**What you have to do**
From the entries below, copy exactly the lines from the one that contains "use super::*;" through the one that contains "count as 0.", both included, and only those.

**Available data**

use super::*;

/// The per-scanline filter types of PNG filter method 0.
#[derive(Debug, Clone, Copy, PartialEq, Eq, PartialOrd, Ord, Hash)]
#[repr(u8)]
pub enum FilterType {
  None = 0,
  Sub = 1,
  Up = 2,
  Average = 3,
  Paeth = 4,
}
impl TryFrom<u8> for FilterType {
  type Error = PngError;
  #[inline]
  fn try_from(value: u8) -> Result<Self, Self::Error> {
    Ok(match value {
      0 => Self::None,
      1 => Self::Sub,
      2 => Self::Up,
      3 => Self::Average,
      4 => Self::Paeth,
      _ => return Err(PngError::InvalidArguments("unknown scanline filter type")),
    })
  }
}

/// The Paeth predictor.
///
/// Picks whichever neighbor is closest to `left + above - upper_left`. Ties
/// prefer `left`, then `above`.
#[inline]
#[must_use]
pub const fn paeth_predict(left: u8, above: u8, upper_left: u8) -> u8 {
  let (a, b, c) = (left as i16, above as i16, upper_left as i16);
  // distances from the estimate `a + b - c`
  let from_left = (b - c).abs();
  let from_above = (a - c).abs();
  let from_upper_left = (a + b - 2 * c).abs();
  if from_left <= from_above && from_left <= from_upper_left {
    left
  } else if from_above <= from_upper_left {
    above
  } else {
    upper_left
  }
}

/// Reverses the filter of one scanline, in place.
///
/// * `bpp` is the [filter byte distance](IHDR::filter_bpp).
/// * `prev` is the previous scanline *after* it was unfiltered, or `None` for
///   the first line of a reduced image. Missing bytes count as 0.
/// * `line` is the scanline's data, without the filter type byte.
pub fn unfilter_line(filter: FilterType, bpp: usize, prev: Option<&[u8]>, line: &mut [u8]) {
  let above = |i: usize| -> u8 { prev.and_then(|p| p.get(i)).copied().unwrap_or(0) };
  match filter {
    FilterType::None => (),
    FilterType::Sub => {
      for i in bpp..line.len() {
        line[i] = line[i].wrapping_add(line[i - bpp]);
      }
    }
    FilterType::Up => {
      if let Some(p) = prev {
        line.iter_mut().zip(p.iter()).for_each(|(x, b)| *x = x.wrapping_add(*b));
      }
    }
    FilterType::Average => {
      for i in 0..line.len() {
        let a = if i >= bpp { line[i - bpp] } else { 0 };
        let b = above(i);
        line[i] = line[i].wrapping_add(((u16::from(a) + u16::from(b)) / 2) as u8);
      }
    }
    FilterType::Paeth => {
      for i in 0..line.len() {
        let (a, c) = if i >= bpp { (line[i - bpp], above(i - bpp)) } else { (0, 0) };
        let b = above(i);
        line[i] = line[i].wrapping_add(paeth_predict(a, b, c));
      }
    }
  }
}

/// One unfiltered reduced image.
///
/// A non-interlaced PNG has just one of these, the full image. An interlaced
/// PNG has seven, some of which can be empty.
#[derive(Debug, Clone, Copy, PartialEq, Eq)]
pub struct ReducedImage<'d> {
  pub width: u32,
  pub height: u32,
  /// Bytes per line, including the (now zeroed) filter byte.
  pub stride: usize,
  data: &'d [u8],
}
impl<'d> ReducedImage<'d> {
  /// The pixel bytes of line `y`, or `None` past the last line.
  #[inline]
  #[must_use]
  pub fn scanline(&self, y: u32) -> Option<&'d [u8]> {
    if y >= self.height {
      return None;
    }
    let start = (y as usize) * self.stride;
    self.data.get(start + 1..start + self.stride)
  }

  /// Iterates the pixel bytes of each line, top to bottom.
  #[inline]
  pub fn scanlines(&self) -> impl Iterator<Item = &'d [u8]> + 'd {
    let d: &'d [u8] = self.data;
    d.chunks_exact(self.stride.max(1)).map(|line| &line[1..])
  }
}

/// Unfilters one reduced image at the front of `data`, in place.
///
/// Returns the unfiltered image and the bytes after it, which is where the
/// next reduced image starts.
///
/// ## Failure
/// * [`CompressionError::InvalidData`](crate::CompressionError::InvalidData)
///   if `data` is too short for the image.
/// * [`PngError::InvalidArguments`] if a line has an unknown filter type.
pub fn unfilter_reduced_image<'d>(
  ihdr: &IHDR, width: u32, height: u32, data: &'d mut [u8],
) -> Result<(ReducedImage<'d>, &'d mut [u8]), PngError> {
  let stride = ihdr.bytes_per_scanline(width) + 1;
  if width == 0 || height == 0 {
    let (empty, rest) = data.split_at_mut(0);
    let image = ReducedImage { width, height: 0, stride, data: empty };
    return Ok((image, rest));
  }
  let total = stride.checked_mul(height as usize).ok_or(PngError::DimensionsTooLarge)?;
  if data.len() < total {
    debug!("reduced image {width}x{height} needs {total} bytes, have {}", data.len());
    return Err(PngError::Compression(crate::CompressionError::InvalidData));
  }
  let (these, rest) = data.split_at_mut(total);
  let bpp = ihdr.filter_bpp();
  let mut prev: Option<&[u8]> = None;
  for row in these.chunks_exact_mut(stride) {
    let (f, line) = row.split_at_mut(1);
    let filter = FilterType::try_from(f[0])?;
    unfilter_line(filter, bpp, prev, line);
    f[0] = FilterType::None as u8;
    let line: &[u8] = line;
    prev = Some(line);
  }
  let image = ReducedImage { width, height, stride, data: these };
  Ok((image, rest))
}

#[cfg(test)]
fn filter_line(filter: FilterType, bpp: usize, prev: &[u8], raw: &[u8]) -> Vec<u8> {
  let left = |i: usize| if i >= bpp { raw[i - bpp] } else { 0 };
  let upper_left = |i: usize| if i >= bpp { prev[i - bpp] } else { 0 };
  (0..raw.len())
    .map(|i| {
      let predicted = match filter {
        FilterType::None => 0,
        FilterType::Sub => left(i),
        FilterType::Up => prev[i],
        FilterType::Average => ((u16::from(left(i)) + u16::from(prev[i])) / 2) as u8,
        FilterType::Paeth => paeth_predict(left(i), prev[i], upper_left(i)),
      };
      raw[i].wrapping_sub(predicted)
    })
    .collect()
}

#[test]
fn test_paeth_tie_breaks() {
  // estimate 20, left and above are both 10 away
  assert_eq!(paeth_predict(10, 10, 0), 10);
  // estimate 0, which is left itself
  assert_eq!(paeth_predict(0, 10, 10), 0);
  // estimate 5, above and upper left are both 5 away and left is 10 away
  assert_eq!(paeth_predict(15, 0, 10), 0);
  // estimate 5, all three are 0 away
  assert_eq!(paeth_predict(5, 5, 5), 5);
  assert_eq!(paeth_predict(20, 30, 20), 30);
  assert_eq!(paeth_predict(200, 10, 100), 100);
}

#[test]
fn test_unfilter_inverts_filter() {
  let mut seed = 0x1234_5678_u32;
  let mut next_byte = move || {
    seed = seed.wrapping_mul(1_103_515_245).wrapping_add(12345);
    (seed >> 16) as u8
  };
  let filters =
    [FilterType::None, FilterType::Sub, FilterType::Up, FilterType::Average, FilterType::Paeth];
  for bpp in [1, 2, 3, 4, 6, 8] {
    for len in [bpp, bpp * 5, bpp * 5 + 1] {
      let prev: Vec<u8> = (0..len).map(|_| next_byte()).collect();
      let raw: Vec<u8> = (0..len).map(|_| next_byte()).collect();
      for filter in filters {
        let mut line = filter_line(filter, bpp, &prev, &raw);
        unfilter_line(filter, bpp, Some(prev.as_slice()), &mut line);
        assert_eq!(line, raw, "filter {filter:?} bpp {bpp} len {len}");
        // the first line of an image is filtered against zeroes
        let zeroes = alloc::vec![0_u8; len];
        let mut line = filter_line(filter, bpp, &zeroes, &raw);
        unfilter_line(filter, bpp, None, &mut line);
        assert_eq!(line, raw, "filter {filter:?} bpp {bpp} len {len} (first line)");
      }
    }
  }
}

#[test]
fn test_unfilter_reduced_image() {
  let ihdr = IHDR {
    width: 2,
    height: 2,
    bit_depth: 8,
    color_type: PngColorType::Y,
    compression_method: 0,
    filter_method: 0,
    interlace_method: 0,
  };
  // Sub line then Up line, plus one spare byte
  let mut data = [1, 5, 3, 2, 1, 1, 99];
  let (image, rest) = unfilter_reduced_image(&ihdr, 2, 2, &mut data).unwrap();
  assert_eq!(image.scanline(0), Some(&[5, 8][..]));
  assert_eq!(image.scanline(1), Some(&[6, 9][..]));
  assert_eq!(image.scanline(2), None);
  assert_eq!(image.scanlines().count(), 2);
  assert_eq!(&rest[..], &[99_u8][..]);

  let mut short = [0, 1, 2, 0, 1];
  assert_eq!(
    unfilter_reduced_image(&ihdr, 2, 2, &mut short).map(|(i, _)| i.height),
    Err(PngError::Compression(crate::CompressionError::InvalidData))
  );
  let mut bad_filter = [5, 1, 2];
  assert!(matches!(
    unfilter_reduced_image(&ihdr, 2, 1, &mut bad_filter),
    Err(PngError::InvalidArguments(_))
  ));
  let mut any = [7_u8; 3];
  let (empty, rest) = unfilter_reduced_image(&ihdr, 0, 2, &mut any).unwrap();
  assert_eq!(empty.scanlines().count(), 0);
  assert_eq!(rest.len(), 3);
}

--

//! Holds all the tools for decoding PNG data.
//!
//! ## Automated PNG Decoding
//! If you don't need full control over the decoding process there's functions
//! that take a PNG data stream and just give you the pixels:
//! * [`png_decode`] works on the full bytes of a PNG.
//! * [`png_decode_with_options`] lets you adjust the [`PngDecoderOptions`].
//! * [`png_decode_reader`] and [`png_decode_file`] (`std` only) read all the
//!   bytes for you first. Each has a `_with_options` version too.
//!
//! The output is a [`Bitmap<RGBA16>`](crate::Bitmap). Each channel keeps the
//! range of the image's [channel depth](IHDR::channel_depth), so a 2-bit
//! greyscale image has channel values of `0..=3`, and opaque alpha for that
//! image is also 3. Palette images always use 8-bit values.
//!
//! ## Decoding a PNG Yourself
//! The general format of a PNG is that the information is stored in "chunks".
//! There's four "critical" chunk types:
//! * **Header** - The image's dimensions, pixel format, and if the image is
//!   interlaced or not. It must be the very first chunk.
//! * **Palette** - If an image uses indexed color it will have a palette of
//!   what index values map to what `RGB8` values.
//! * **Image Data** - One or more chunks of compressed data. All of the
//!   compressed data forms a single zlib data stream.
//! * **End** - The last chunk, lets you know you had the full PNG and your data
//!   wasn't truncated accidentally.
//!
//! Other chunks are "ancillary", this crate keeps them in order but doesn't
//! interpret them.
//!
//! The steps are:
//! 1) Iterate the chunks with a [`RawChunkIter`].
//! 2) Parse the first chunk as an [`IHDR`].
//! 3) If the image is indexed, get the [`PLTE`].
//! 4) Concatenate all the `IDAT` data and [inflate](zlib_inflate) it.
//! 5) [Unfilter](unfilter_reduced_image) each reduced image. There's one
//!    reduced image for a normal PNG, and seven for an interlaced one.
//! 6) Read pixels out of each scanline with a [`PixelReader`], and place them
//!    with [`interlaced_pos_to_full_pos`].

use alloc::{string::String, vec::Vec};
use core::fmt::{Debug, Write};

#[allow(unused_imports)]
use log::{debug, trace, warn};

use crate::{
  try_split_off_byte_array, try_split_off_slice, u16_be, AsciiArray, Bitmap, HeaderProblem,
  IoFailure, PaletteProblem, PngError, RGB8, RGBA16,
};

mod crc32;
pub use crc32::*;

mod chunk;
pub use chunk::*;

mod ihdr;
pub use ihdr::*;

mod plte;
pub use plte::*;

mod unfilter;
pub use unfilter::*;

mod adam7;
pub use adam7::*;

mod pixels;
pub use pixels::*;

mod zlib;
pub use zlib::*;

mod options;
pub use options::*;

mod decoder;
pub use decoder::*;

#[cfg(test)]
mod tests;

...

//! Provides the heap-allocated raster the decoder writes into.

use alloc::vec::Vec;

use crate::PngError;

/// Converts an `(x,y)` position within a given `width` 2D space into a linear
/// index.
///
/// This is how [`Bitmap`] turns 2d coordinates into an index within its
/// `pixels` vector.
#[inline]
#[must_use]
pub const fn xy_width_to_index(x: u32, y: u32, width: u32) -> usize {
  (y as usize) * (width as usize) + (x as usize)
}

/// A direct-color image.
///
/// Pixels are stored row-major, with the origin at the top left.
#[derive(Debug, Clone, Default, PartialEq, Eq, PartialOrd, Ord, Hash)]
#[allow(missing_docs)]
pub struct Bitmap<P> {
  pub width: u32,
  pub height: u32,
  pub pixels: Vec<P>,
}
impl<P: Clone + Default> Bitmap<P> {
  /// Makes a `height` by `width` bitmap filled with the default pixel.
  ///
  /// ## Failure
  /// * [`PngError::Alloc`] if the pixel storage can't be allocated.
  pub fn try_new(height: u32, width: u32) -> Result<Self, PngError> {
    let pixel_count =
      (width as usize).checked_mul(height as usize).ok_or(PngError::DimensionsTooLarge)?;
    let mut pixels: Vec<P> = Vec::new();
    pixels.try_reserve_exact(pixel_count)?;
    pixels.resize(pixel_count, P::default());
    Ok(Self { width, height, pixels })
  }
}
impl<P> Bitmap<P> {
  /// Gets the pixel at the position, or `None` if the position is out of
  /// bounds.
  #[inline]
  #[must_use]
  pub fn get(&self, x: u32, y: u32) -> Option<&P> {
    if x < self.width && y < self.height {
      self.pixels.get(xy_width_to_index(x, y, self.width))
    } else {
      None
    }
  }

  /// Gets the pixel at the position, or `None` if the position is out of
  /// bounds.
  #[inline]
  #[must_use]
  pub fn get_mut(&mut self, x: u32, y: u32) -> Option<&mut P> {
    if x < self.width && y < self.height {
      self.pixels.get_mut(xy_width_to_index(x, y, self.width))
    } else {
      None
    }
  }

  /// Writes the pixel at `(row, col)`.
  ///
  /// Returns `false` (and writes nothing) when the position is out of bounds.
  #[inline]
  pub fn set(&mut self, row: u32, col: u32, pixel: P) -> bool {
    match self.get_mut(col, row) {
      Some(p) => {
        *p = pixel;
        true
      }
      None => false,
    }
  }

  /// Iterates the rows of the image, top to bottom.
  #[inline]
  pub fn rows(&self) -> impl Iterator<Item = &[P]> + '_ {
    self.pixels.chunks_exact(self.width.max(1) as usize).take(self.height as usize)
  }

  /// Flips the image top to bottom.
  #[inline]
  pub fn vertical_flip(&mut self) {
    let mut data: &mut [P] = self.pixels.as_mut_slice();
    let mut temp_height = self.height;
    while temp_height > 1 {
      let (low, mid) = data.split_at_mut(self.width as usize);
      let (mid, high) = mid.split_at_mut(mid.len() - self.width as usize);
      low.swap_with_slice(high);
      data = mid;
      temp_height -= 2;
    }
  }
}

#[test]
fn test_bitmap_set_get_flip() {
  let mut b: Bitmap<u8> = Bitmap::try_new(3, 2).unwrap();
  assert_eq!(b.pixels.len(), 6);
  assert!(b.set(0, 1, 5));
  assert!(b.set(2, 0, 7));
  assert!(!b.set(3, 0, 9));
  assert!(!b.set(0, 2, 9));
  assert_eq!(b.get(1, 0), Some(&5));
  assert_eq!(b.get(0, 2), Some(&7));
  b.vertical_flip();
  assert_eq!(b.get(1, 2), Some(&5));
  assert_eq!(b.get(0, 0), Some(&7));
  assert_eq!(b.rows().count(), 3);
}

**Answer box**
use super::*;

/// The per-scanline filter types of PNG filter method 0.
#[derive(Debug, Clone, Copy, PartialEq, Eq, PartialOrd, Ord, Hash)]
#[repr(u8)]
pub enum FilterType {
  None = 0,
  Sub = 1,
  Up = 2,
  Average = 3,
  Paeth = 4,
}
impl TryFrom<u8> for FilterType {
  type Error = PngError;
  #[inline]
  fn try_from(value: u8) -> Result<Self, Self::Error> {
    Ok(match value {
      0 => Self::None,
      1 => Self::Sub,
      2 => Self::Up,
      3 => Self::Average,
      4 => Self::Paeth,
      _ => return Err(PngError::InvalidArguments("unknown scanline filter type")),
    })
  }
}

/// The Paeth predictor.
///
/// Picks whichever neighbor is closest to `left + above - upper_left`. Ties
/// prefer `left`, then `above`.
#[inline]
#[must_use]
pub const fn paeth_predict(left: u8, above: u8, upper_left: u8) -> u8 {
  let (a, b, c) = (left as i16, above as i16, upper_left as i16);
  // distances from the estimate `a + b - c`
  let from_left = (b - c).abs();
  let from_above = (a - c).abs();
  let from_upper_left = (a + b - 2 * c).abs();
  if from_left <= from_above && from_left <= from_upper_left {
    left
  } else if from_above <= from_upper_left {
    above
  } else {
    upper_left
  }
}

/// Reverses the filter of one scanline, in place.
///
/// * `bpp` is the [filter byte distance](IHDR::filter_bpp).
/// * `prev` is the previous scanline *after* it was unfiltered, or `None` for
///   the first line of a reduced image. Missing bytes count as 0.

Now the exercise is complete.